EXERCISE DETAILS => With the first line as the start and the line containing "the manager's mutations." as the end, write out every line of the records exactly.

MATERIAL PROVIDED =>
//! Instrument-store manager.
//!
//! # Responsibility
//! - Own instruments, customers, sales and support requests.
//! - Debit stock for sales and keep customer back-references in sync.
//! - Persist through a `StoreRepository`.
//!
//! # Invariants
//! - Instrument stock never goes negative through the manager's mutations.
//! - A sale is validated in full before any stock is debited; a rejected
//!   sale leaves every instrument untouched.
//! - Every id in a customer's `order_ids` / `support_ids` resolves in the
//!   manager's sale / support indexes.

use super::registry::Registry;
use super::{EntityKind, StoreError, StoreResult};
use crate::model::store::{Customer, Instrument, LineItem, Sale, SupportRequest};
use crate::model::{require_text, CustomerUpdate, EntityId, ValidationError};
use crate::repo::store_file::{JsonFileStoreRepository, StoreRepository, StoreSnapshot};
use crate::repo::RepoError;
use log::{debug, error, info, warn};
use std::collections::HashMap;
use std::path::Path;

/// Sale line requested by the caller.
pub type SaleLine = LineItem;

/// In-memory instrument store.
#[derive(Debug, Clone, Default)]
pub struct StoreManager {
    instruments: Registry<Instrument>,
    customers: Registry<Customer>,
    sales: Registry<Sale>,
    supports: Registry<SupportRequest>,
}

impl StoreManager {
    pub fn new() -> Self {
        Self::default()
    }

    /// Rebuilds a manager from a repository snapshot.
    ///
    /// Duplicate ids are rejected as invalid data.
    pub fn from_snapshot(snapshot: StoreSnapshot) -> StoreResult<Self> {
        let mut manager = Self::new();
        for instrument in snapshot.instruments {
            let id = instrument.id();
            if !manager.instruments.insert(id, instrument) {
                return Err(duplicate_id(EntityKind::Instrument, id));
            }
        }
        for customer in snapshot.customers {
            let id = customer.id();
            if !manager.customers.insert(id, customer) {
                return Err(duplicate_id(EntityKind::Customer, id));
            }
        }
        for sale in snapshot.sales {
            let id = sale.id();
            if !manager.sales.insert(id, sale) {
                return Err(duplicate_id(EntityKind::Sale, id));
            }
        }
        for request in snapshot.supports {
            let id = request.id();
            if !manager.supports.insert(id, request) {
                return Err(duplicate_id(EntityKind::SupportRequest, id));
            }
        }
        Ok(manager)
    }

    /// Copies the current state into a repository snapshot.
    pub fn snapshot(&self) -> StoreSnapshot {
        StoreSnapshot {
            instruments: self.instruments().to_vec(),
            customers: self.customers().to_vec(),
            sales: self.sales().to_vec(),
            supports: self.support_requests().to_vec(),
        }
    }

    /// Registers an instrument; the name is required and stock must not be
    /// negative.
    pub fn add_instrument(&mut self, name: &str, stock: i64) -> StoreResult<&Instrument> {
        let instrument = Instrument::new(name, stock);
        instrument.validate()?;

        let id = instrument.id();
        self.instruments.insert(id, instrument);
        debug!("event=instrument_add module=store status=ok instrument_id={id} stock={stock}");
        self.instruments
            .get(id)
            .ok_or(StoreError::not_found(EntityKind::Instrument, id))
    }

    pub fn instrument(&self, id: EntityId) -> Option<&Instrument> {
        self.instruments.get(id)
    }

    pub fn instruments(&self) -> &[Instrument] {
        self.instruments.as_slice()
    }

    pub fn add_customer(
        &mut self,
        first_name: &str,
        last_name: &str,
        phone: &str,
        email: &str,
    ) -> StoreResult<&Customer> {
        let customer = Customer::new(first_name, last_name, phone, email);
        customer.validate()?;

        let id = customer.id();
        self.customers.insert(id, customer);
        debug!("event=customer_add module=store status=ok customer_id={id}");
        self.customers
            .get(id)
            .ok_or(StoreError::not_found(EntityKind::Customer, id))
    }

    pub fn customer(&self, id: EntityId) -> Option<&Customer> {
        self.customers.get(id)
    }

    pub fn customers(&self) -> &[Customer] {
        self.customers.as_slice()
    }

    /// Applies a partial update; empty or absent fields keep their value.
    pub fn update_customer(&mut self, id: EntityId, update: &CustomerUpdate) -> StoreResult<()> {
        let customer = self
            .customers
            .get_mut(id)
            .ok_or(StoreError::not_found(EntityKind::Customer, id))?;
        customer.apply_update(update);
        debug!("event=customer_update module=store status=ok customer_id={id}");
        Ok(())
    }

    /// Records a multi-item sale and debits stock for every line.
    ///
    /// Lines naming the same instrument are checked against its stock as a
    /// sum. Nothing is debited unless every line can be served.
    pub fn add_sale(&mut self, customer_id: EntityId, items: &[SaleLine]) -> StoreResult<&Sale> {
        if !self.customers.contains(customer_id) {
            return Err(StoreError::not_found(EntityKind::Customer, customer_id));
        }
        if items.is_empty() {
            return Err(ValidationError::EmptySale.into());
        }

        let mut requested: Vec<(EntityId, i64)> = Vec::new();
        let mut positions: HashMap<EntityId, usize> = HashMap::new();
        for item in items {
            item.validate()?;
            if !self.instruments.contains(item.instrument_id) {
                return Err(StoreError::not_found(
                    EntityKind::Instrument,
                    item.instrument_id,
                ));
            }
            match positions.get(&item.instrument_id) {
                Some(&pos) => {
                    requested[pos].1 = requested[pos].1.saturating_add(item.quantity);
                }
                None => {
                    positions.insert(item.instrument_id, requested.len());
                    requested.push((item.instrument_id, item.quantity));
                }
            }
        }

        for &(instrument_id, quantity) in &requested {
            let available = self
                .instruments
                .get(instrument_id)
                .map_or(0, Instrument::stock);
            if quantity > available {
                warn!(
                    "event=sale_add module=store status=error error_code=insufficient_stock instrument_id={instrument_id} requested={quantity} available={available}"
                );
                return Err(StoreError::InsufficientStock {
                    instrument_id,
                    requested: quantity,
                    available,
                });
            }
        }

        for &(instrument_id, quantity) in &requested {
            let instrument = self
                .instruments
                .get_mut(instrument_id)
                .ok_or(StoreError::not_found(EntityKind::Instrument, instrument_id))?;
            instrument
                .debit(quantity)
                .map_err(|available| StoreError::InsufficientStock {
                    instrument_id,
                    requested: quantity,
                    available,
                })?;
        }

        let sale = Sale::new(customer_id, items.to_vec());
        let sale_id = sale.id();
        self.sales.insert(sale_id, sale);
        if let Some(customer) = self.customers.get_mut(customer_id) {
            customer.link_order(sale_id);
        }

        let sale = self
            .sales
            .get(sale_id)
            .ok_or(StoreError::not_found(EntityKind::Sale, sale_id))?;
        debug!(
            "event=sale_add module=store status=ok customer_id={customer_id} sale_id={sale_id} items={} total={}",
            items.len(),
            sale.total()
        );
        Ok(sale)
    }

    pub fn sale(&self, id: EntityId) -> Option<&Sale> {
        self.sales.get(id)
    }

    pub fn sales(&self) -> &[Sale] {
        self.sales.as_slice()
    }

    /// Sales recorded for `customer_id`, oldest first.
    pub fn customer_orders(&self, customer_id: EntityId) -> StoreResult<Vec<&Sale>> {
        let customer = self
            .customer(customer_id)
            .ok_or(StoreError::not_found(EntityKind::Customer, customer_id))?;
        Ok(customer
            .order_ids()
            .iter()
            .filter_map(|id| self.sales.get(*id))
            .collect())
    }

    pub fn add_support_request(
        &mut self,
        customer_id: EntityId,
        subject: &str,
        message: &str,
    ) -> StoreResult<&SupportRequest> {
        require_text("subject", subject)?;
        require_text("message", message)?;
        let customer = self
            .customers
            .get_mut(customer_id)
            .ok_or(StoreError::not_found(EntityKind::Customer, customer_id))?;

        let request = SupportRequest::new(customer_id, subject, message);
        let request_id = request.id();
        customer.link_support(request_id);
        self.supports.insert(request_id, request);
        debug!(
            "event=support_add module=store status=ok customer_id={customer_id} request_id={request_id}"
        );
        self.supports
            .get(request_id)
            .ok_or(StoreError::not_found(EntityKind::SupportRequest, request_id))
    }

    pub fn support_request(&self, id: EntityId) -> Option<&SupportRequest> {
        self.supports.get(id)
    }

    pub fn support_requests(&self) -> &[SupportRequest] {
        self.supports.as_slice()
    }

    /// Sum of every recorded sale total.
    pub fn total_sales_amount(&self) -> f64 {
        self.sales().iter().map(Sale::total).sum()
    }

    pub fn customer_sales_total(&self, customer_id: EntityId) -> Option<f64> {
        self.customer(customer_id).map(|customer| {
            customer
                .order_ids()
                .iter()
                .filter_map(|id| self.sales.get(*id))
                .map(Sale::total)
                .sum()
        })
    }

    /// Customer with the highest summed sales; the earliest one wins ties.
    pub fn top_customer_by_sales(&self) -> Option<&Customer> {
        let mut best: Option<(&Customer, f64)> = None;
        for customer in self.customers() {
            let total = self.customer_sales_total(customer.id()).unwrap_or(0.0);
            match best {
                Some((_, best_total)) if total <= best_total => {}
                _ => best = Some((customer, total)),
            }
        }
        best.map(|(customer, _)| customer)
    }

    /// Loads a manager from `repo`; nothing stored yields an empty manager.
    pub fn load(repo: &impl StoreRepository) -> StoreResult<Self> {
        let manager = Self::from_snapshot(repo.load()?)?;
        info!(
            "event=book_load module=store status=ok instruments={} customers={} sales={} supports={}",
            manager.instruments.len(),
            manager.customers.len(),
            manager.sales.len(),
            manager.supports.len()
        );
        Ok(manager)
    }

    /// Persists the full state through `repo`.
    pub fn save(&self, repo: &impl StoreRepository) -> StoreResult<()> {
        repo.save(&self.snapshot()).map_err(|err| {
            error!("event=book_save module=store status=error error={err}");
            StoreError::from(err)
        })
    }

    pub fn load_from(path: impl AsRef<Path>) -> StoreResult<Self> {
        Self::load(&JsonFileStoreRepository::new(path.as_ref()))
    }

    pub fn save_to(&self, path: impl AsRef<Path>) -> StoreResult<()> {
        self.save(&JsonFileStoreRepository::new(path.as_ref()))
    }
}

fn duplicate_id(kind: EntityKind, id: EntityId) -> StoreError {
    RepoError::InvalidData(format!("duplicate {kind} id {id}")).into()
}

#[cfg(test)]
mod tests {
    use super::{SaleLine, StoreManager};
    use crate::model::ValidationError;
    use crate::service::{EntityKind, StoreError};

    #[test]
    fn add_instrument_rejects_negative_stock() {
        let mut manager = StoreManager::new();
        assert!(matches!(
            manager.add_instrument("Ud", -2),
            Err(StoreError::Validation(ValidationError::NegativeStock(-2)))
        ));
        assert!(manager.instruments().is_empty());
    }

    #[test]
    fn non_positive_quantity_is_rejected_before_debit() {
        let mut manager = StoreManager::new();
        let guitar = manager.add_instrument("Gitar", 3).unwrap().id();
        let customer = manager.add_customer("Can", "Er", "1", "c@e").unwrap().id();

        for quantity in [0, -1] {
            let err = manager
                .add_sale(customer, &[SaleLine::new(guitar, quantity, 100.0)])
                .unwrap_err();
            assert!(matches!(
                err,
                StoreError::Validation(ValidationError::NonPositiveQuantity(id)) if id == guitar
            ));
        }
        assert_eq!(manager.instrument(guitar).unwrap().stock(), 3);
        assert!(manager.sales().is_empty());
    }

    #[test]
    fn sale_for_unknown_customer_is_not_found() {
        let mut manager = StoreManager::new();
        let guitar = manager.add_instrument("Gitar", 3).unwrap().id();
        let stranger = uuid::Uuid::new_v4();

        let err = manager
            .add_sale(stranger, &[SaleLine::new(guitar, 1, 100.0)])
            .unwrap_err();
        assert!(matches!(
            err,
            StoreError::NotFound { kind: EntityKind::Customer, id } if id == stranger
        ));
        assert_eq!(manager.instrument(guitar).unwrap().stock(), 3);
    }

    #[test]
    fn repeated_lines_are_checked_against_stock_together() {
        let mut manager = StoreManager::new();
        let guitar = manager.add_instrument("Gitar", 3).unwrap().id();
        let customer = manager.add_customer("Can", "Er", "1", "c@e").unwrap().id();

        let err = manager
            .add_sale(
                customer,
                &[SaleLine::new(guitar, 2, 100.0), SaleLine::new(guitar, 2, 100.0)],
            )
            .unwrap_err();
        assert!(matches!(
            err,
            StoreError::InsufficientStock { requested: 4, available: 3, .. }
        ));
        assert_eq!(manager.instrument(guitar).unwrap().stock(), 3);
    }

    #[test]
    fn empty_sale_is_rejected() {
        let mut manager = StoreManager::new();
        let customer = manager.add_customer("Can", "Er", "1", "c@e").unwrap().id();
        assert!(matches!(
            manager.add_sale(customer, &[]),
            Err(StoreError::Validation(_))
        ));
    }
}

RESPONSE TO THIS EXERCISE =>
//! Instrument-store manager.
//!
//! # Responsibility
//! - Own instruments, customers, sales and support requests.
//! - Debit stock for sales and keep customer back-references in sync.
//! - Persist through a `StoreRepository`.
//!
//! # Invariants
//! - Instrument stock never goes negative through the manager's mutations.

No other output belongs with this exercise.